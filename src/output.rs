//! Output channel for generation logs.
//!
//! The orchestrator writes one line per invocation attempt plus the outcome
//! message. The sink is passed in explicitly rather than living in a global.

use std::sync::{Arc, Mutex, PoisonError};

/// Append-only text channel.
pub trait OutputSink: Send + Sync {
    /// Appends `text` followed by a newline.
    fn append_line(&self, text: &str);
}

/// Sink that forwards every line to `tracing` on the `gounit` target.
#[derive(Debug, Default, Clone, Copy)]
pub struct TracingOutput;

impl OutputSink for TracingOutput {
    fn append_line(&self, text: &str) {
        tracing::info!(target: "gounit", "{}", text);
    }
}

/// Sink that keeps everything in memory.
///
/// Clones share the same buffer, so the IDE bridge can hand one clone to the
/// orchestrator and read the collected lines back afterwards.
#[derive(Debug, Default, Clone)]
pub struct MemoryOutput {
    buffer: Arc<Mutex<String>>,
}

impl MemoryOutput {
    /// Creates an empty sink.
    #[must_use]
    pub fn new() -> Self {
        Self::default()
    }

    /// Returns everything appended so far.
    #[must_use]
    pub fn contents(&self) -> String {
        self.buffer
            .lock()
            .unwrap_or_else(PoisonError::into_inner)
            .clone()
    }

    /// Returns the appended text split into lines.
    #[must_use]
    pub fn lines(&self) -> Vec<String> {
        self.contents().lines().map(str::to_string).collect()
    }
}

impl OutputSink for MemoryOutput {
    fn append_line(&self, text: &str) {
        let mut buffer = self.buffer.lock().unwrap_or_else(PoisonError::into_inner);
        buffer.push_str(text);
        buffer.push('\n');
    }
}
=====
• [PROMPT] From the listing above, repeat exactly the lines starting at the line that includes "Sink that forwards" and ending at the line that includes "clone to the", with nothing outside that span.

• [RESULT OF THIS TASK]
/// Sink that forwards every line to `tracing` on the `gounit` target.
#[derive(Debug, Default, Clone, Copy)]
pub struct TracingOutput;

impl OutputSink for TracingOutput {
    fn append_line(&self, text: &str) {
        tracing::info!(target: "gounit", "{}", text);
    }
}

/// Sink that keeps everything in memory.
///
/// Clones share the same buffer, so the IDE bridge can hand one clone to the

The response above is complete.